From probabilities to flags — no rate to guess

The ensemble ranks everyone by careless probability, but turning a ranking into a yes/no decision usually needs a threshold — and asking the analyst for the “expected careless rate” is asking for exactly the unknown they are trying to measure. Worse, a fixed top-X% rule flags X% even on perfectly clean data. ReReRe avoids this with an automatic two-groups calibration: it fits a mixture of two distributions to the scores — an attentive cluster and a careless cluster — and asks whether a careless cluster is actually there (via BIC). If it is, the tool estimates the careless rate and flags that cluster; if the scores form a single cluster, it flags nobody. So a clean or already-cleaned dataset yields ~0% (no false-positive cascade), and a contaminated one yields a data-driven rate — with nothing to guess.

The automatic mode is deliberately conservative: it confidently flags the clearly-separated careless and reports them as the estimated rate; mild or partial inattention that overlaps the attentive cluster is intrinsically ambiguous and is left for you to judge from the dot plot and the per-respondent columns. If you do have a prior on the rate (a pilot, an earlier wave), you can override the automatic cut with a fixed expected rate under Advanced settings.

The automatic cut has three sensitivity settings (a false-positive-rate knob, ≈0.6% / 2% / 7%): Balanced is the default; Sensitive reaches deeper into the attentive tail to catch more careless when contamination is heavy; Conservative minimises false positives. All are found under Advanced settings.

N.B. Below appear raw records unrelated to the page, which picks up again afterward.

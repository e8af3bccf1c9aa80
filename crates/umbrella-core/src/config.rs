use anyhow::{Context, Result};
use serde::{Deserialize, Serialize};
use std::path::{Path, PathBuf};
use url::Url;

use crate::error::ConfigError;

/// Configuration validation errors
#[derive(Debug, Clone)]
pub struct ConfigValidationError {
    pub field: String,
    pub message: String,
}

impl std::fmt::Display for ConfigValidationError {
    fn fmt(&self, f: &mut std::fmt::Formatter<'_>) -> std::fmt::Result {
        write!(f, "{}: {}", self.field, self.message)
    }
}

/// Result of config validation
#[derive(Debug, Clone, Default)]
pub struct ValidationResult {
    pub errors: Vec<ConfigValidationError>,
    pub warnings: Vec<ConfigValidationError>,
}

impl ValidationResult {
    /// Returns true if there are no errors (warnings are OK)
    pub fn is_valid(&self) -> bool {
        self.errors.is_empty()
    }

    /// Add an error
    pub fn add_error(&mut self, field: impl Into<String>, message: impl Into<String>) {
        self.errors.push(ConfigValidationError {
            field: field.into(),
            message: message.into(),
        });
    }

    /// Add a warning
    pub fn add_warning(&mut self, field: impl Into<String>, message: impl Into<String>) {
        self.warnings.push(ConfigValidationError {
            field: field.into(),
            message: message.into(),
        });
    }

    /// Get a user-friendly message summarizing all errors
    pub fn error_summary(&self) -> String {
        if self.errors.is_empty() {
            return String::new();
        }
        self.errors
            .iter()
            .map(|e| e.to_string())
            .collect::<Vec<_>>()
            .join("; ")
    }
}

const APP_DIR_NAME: &str = "umbrella-alert";

pub const DEFAULT_WEATHER_BASE_URL: &str = "https://api.openweathermap.org/data/2.5";
pub const DEFAULT_HEAT_THRESHOLD_F: f64 = 80.0;
pub const DEFAULT_RAIN_KEYWORDS: [&str; 6] =
    ["rain", "drizzle", "thunderstorm", "snow", "sleet", "shower rain"];

#[derive(Debug, Clone, Serialize, Deserialize)]
pub struct Config {
    /// Weather provider settings
    #[serde(default)]
    pub weather: WeatherConfig,

    /// Outgoing mail settings
    #[serde(default)]
    pub email: EmailConfig,

    /// Alert thresholds and keywords
    #[serde(default)]
    pub alerts: AlertConfig,

    /// Background evaluator settings
    #[serde(default)]
    pub scheduler: SchedulerConfig,

    /// Subscriber database settings
    #[serde(default)]
    pub database: DatabaseConfig,
}

#[derive(Debug, Clone, Serialize, Deserialize)]
pub struct WeatherConfig {
    /// OpenWeatherMap API key (usually supplied via WEATHER_API_KEY)
    #[serde(default, skip_serializing_if = "Option::is_none")]
    pub api_key: Option<String>,

    /// Base URL of the 2.5 API; `/weather` and `/forecast` are appended
    #[serde(default = "default_weather_base_url")]
    pub base_url: String,

    /// Per-request timeout in seconds
    #[serde(default = "default_request_timeout_secs")]
    pub request_timeout_secs: u64,
}

fn default_weather_base_url() -> String {
    DEFAULT_WEATHER_BASE_URL.to_string()
}

fn default_request_timeout_secs() -> u64 {
    10
}

impl Default for WeatherConfig {
    fn default() -> Self {
        Self {
            api_key: None,
            base_url: default_weather_base_url(),
            request_timeout_secs: default_request_timeout_secs(),
        }
    }
}

impl WeatherConfig {
    /// The API key, or `MissingSetting` when absent or blank.
    pub fn require_api_key(&self) -> Result<&str, ConfigError> {
        self.api_key
            .as_deref()
            .filter(|k| !k.trim().is_empty())
            .ok_or_else(|| ConfigError::MissingSetting("WEATHER_API_KEY".to_string()))
    }
}

#[derive(Debug, Clone, Serialize, Deserialize)]
pub struct EmailConfig {
    /// SMTP relay host
    #[serde(default = "default_smtp_server")]
    pub smtp_server: String,

    /// SMTP port (STARTTLS)
    #[serde(default = "default_smtp_port")]
    pub smtp_port: u16,

    /// Sender address, also the SMTP username
    #[serde(default, skip_serializing_if = "Option::is_none")]
    pub address: Option<String>,

    /// SMTP password (app password for Gmail)
    #[serde(default, skip_serializing_if = "Option::is_none")]
    pub password: Option<String>,

    /// Send timeout in seconds
    #[serde(default = "default_smtp_timeout_secs")]
    pub timeout_secs: u64,
}

fn default_smtp_server() -> String {
    "smtp.gmail.com".to_string()
}

fn default_smtp_port() -> u16 {
    587
}

fn default_smtp_timeout_secs() -> u64 {
    30
}

impl Default for EmailConfig {
    fn default() -> Self {
        Self {
            smtp_server: default_smtp_server(),
            smtp_port: default_smtp_port(),
            address: None,
            password: None,
            timeout_secs: default_smtp_timeout_secs(),
        }
    }
}

impl EmailConfig {
    /// Check if sender credentials are present
    pub fn is_configured(&self) -> bool {
        self.credentials().is_ok()
    }

    /// Sender address and password, or `MissingSetting` naming the first gap.
    pub fn credentials(&self) -> Result<(&str, &str), ConfigError> {
        let address = self
            .address
            .as_deref()
            .filter(|a| !a.trim().is_empty())
            .ok_or_else(|| ConfigError::MissingSetting("EMAIL_ADDRESS".to_string()))?;
        let password = self
            .password
            .as_deref()
            .filter(|p| !p.is_empty())
            .ok_or_else(|| ConfigError::MissingSetting("EMAIL_PASSWORD".to_string()))?;
        Ok((address, password))
    }
}

/// Thresholds the alert engine evaluates against.
#[derive(Debug, Clone, Serialize, Deserialize, PartialEq)]
pub struct AlertConfig {
    /// Daily high above which a sunscreen reminder is sent (°F, exclusive)
    #[serde(default = "default_heat_threshold_f")]
    pub heat_threshold_f: f64,

    /// Case-insensitive substrings of the condition description that mean rain
    #[serde(default = "default_rain_keywords")]
    pub rain_keywords: Vec<String>,
}

fn default_heat_threshold_f() -> f64 {
    DEFAULT_HEAT_THRESHOLD_F
}

fn default_rain_keywords() -> Vec<String> {
    DEFAULT_RAIN_KEYWORDS.iter().map(|k| k.to_string()).collect()
}

impl Default for AlertConfig {
    fn default() -> Self {
        Self {
            heat_threshold_f: default_heat_threshold_f(),
            rain_keywords: default_rain_keywords(),
        }
    }
}

#[derive(Debug, Clone, Serialize, Deserialize)]
pub struct SchedulerConfig {
    /// Seconds between evaluator ticks
    #[serde(default = "default_tick_seconds")]
    pub tick_seconds: u64,
}

fn default_tick_seconds() -> u64 {
    60
}

impl Default for SchedulerConfig {
    fn default() -> Self {
        Self {
            tick_seconds: default_tick_seconds(),
        }
    }
}

#[derive(Debug, Clone, Serialize, Deserialize)]
pub struct DatabaseConfig {
    /// SQLite file holding subscribers
    pub path: PathBuf,
}

impl Default for DatabaseConfig {
    fn default() -> Self {
        Self {
            path: default_config_dir().join("subscribers.db"),
        }
    }
}

fn default_config_dir() -> PathBuf {
    dirs::config_dir()
        .unwrap_or_else(|| PathBuf::from("."))
        .join(APP_DIR_NAME)
}

impl Default for Config {
    fn default() -> Self {
        Self {
            weather: WeatherConfig::default(),
            email: EmailConfig::default(),
            alerts: AlertConfig::default(),
            scheduler: SchedulerConfig::default(),
            database: DatabaseConfig::default(),
        }
    }
}

impl Config {
    /// Load configuration from file, creating default if it doesn't exist.
    ///
    /// A `.env` file in the working directory is read first; secrets and the
    /// database path can then be overridden from the environment.
    pub fn load() -> Result<Self> {
        if let Ok(path) = dotenvy::dotenv() {
            tracing::debug!("Loaded environment from {}", path.display());
        }

        let config_path = Self::config_path()?;
        let mut config = Self::load_from(&config_path)?;
        config.apply_env_overrides(|key| std::env::var(key).ok());
        Ok(config)
    }

    /// Load configuration from an explicit path, writing defaults when missing.
    pub fn load_from(config_path: &Path) -> Result<Self> {
        if !config_path.exists() {
            let config = Self::default();
            config.save_to(config_path)?;
            return Ok(config);
        }

        let contents =
            std::fs::read_to_string(config_path).context("Failed to read config file")?;

        let config: Config = toml::from_str(&contents)
            .map_err(|e| ConfigError::ParseError(e.to_string()))
            .context("Failed to parse config file")?;

        Ok(config)
    }

    /// Load configuration and validate it
    ///
    /// Returns the config along with any validation warnings.
    /// Returns an error if validation fails with critical errors.
    pub fn load_validated() -> Result<(Self, ValidationResult)> {
        let config = Self::load()?;
        let validation = config.validate();

        if !validation.is_valid() {
            return Err(ConfigError::Invalid(validation.error_summary()).into());
        }

        for warning in &validation.warnings {
            tracing::warn!("Config warning: {}", warning);
        }

        Ok((config, validation))
    }

    /// Overlay secrets and paths from the environment.
    ///
    /// `lookup` is `std::env::var` in production; tests pass a map.
    pub fn apply_env_overrides<F>(&mut self, lookup: F)
    where
        F: Fn(&str) -> Option<String>,
    {
        if let Some(key) = lookup("WEATHER_API_KEY") {
            self.weather.api_key = Some(key);
        }
        if let Some(address) = lookup("EMAIL_ADDRESS") {
            self.email.address = Some(address);
        }
        if let Some(password) = lookup("EMAIL_PASSWORD") {
            self.email.password = Some(password);
        }
        if let Some(server) = lookup("SMTP_SERVER") {
            self.email.smtp_server = server;
        }
        if let Some(port) = lookup("SMTP_PORT") {
            match port.parse() {
                Ok(p) => self.email.smtp_port = p,
                Err(_) => tracing::warn!("Ignoring non-numeric SMTP_PORT: {}", port),
            }
        }
        if let Some(path) = lookup("UMBRELLA_DB_PATH") {
            self.database.path = PathBuf::from(path);
        }
    }

    /// Validate the configuration
    ///
    /// Returns a ValidationResult containing any errors or warnings.
    pub fn validate(&self) -> ValidationResult {
        let mut result = ValidationResult::default();

        self.validate_url(&self.weather.base_url, "weather.base_url", &mut result);

        if self.weather.request_timeout_secs == 0 {
            result.add_error(
                "weather.request_timeout_secs",
                "Request timeout must be greater than 0",
            );
        }

        if self.weather.require_api_key().is_err() {
            result.add_warning(
                "weather.api_key",
                "WEATHER_API_KEY not set - background notifications are disabled",
            );
        }

        if !self.email.is_configured() {
            result.add_warning(
                "email",
                "EMAIL_ADDRESS/EMAIL_PASSWORD not set - emails will not be sent",
            );
        }

        if self.scheduler.tick_seconds == 0 {
            result.add_error("scheduler.tick_seconds", "Tick interval must be greater than 0");
        } else if self.scheduler.tick_seconds > 60 {
            result.add_warning(
                "scheduler.tick_seconds",
                "Ticks longer than 60 seconds can skip the 8:00 AM minute",
            );
        }

        if !self.alerts.heat_threshold_f.is_finite() {
            result.add_error("alerts.heat_threshold_f", "Threshold must be a finite number");
        }

        if self.alerts.rain_keywords.iter().any(|k| k.trim().is_empty()) {
            result.add_error("alerts.rain_keywords", "Keywords must not be blank");
        } else if self.alerts.rain_keywords.is_empty() {
            result.add_warning("alerts.rain_keywords", "No rain keywords - umbrella alerts disabled");
        }

        result
    }

    /// Validate a URL field
    fn validate_url(&self, url_str: &str, field_name: &str, result: &mut ValidationResult) {
        match Url::parse(url_str) {
            Ok(url) => {
                if url.scheme() != "http" && url.scheme() != "https" {
                    result.add_error(
                        field_name,
                        format!("URL must use http or https scheme, got: {}", url.scheme()),
                    );
                }

                if url.host().is_none() {
                    result.add_error(field_name, "URL must have a host");
                }
            }
            Err(e) => {
                result.add_error(field_name, format!("Invalid URL: {}", e));
            }
        }
    }

    /// Save configuration to file
    pub fn save_to(&self, config_path: &Path) -> Result<()> {
        // Ensure config directory exists
        if let Some(parent) = config_path.parent() {
            std::fs::create_dir_all(parent).context("Failed to create config directory")?;
        }

        let contents = toml::to_string_pretty(self).context("Failed to serialize config")?;

        std::fs::write(config_path, contents).context("Failed to write config file")?;

        Ok(())
    }

    /// Get the path to the configuration file
    fn config_path() -> Result<PathBuf> {
        let config_dir = dirs::config_dir()
            .context("Failed to get config directory")?
            .join(APP_DIR_NAME);

        Ok(config_dir.join("config.toml"))
    }
}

Validated on real data. On our collected study (real attentive respondents with real careless mixed in at controlled rates from 5% to 50%), the ensemble ranks careless vs attentive essentially perfectly at every prevalence (AUC 0.98–0.99). At the default Balanced setting the automatic calibration reaches MCC ≈ 0.82–0.85 across the realistic 10–25% range (close to the oracle ceiling of ≈0.9) and recovers a rate near the truth. It stays deliberately conservative at the extremes — too few careless to detect below ~5%, and a mild under-count above ~35%, where the careless are no longer a clear minority (raise the sensitivity there).

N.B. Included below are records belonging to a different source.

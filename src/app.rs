use anyhow::{Context, Result};
use std::sync::Arc;
use umbrella_core::Config;
use umbrella_services::{
    Evaluator, Notifier, SmtpNotifier, SqliteSubscriberStore, SubscriberDirectory,
    SubscriptionService, SystemClock,
};
use umbrella_weather::{OpenWeatherProvider, WeatherProvider};

/// Loaded configuration plus the services built from it.
pub struct App {
    config: Arc<Config>,
    directory: Arc<SqliteSubscriberStore>,
}

impl App {
    /// Load and validate configuration, then open the subscriber database.
    pub fn new() -> Result<Self> {
        let (config, _validation) = Config::load_validated()?;

        let directory = SqliteSubscriberStore::new(&config.database.path)
            .with_context(|| {
                format!(
                    "Failed to open subscriber database at {}",
                    config.database.path.display()
                )
            })?;

        tracing::info!(
            "Using subscriber database {}",
            config.database.path.display()
        );

        Ok(Self {
            config: Arc::new(config),
            directory: Arc::new(directory),
        })
    }

    pub fn config(&self) -> &Config {
        &self.config
    }

    pub fn directory(&self) -> Arc<SqliteSubscriberStore> {
        self.directory.clone()
    }

    /// # Errors
    /// Fails when no weather API key is configured.
    pub fn provider(&self) -> Result<Arc<dyn WeatherProvider>> {
        let provider = OpenWeatherProvider::new(&self.config.weather)
            .context("Weather provider is not available")?;
        Ok(Arc::new(provider))
    }

    /// # Errors
    /// Fails when SMTP credentials are missing.
    pub fn notifier(&self) -> Result<Arc<dyn Notifier>> {
        let notifier =
            SmtpNotifier::new(&self.config.email).context("Email delivery is not available")?;
        Ok(Arc::new(notifier))
    }

    /// Subscription flow. A missing email setup only disables welcome emails.
    pub fn subscriptions(&self) -> Result<SubscriptionService> {
        let notifier = match self.notifier() {
            Ok(notifier) => Some(notifier),
            Err(e) => {
                tracing::warn!("{:#}", e);
                None
            }
        };

        Ok(SubscriptionService::new(
            self.provider()?,
            self.directory.clone() as Arc<dyn SubscriberDirectory>,
            notifier,
            self.config.alerts.clone(),
        ))
    }

    /// The background evaluator. Requires both the weather API key and
    /// SMTP credentials.
    pub fn evaluator(&self) -> Result<Evaluator> {
        Ok(Evaluator::new(
            self.provider()?,
            self.directory.clone() as Arc<dyn SubscriberDirectory>,
            self.notifier()?,
            self.config.alerts.clone(),
            Arc::new(SystemClock),
        ))
    }
}
use chrono::NaiveDate;
use chrono_tz::Tz;
use serde::{Deserialize, Serialize};

use crate::types::ForecastSeries;

/// Reading used when no forecast sample falls on the requested day.
pub const FALLBACK_DAILY_HIGH_F: f64 = 75.0;

/// Highest forecast temperature for a local calendar day.
#[derive(Debug, Clone, Copy, PartialEq, Serialize, Deserialize)]
pub enum DailyHigh {
    /// Maximum of the samples that fall on the day
    Forecast(f64),
    /// No sample fell on the day; reads as [`FALLBACK_DAILY_HIGH_F`]
    Fallback,
}

impl DailyHigh {
    pub fn fahrenheit(self) -> f64 {
        match self {
            Self::Forecast(t) => t,
            Self::Fallback => FALLBACK_DAILY_HIGH_F,
        }
    }

    pub fn is_fallback(self) -> bool {
        matches!(self, Self::Fallback)
    }
}

/// Daily high for `today` as seen from `tz`.
///
/// Samples are bucketed by their civil date in the location's timezone, so a
/// 03:00 UTC sample counts toward the previous evening in the Americas.
pub fn daily_high(forecast: &ForecastSeries, today: NaiveDate, tz: Tz) -> DailyHigh {
    forecast
        .points
        .iter()
        .filter(|p| p.timestamp_utc.with_timezone(&tz).date_naive() == today)
        .map(|p| p.temperature_f)
        .filter(|t| t.is_finite())
        .fold(None, |high: Option<f64>, t| Some(high.map_or(t, |h| h.max(t))))
        .map_or(DailyHigh::Fallback, DailyHigh::Forecast)
}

Handling real questionnaires

Reverse-keyed items are aligned automatically from the sign of the sample correlation, so you needn't recode anything. Items on different Likert ranges are rescaled to a common proportion, so a 1–7 scale can't drown out a 1–4 one. Constant (zero-variance) respondents are handled explicitly. Every feature is standardised within your dataset before the ensemble combines them, so the fixed weights transfer across questionnaires of different length and scale. A structure diagnostic, calibrated against pure sampling noise, warns you when the data lack the cross-item structure the method needs.

When it works best

The signal grows with the number of correlated item pairs, so ReReRe is strongest on multi-construct batteries. In our validation study the ensemble is reliable (AUC ≈ 0.88–0.95) from about 45 items and 50 respondents upward — and already usable (AUC ≈ 0.80) from ~20 items — which is a wider envelope than rr alone. The applicability guide above reports where your specific dataset falls.

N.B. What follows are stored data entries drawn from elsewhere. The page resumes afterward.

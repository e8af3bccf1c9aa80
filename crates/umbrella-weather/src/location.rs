use serde::{Deserialize, Serialize};

use crate::provider::WeatherProvider;
use crate::types::{WeatherError, WeatherSnapshot};

pub const DEFAULT_COUNTRY_CODE: &str = "US";

/// A subscriber's location as typed on the subscription form.
#[derive(Debug, Clone, PartialEq, Eq, Serialize, Deserialize)]
pub struct LocationQuery {
    pub city: String,
    pub zipcode: Option<String>,
    pub country_code: String,
}

impl LocationQuery {
    /// Trim inputs, drop an empty zipcode and default the country to US.
    pub fn new(city: &str, zipcode: Option<&str>, country_code: Option<&str>) -> Self {
        let zipcode = zipcode
            .map(str::trim)
            .filter(|z| !z.is_empty())
            .map(str::to_string);
        let country_code = country_code
            .map(str::trim)
            .filter(|c| !c.is_empty())
            .unwrap_or(DEFAULT_COUNTRY_CODE)
            .to_uppercase();

        Self {
            city: city.trim().to_string(),
            zipcode,
            country_code,
        }
    }

    /// City plus zipcode when one was given, e.g. "Nashville, 37203".
    pub fn place(&self) -> String {
        match &self.zipcode {
            Some(zip) => format!("{}, {}", self.city, zip),
            None => self.city.clone(),
        }
    }

    /// The `q` parameter OpenWeatherMap expects: "city[, zip],CC".
    pub fn provider_query(&self) -> String {
        format!("{},{}", self.place(), self.country_code)
    }

    /// Human-readable label used in emails and logs.
    pub fn label(&self) -> String {
        format!("{}, {}", self.place(), self.country_code)
    }
}

impl std::fmt::Display for LocationQuery {
    fn fmt(&self, f: &mut std::fmt::Formatter<'_>) -> std::fmt::Result {
        f.write_str(&self.label())
    }
}

/// Check that the provider recognizes `query` and return its current conditions.
///
/// # Errors
/// `LocationNotFound` when the provider has no match or returns a payload
/// without a timezone (it cannot be scheduled); provider errors otherwise.
pub async fn resolve_location(
    provider: &dyn WeatherProvider,
    query: &LocationQuery,
) -> Result<WeatherSnapshot, WeatherError> {
    if query.city.is_empty() {
        return Err(WeatherError::LocationNotFound(query.label()));
    }

    let snapshot = provider.fetch_current(query).await?;
    if snapshot.utc_offset_seconds.is_none() {
        tracing::warn!("Provider returned no timezone for {}", query);
        return Err(WeatherError::LocationNotFound(query.label()));
    }

    tracing::info!(
        "Resolved {} to {}",
        query,
        snapshot.location_name.as_deref().unwrap_or("unnamed location")
    );
    Ok(snapshot)
}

Privacy: your data never leaves your device — by design

Questionnaire data is often sensitive (personality, mental health, workplace surveys). This tool is built so that uploading your data is not just avoided — it is impossible: there is no server to receive it.

The static files are served by Cloudflare Pages; like any web host, Cloudflare sees the ordinary page request (your IP requesting the site) — but never your data, which is opened only after the page is already on your machine. Your institution's policies for handling data on your own computer still apply.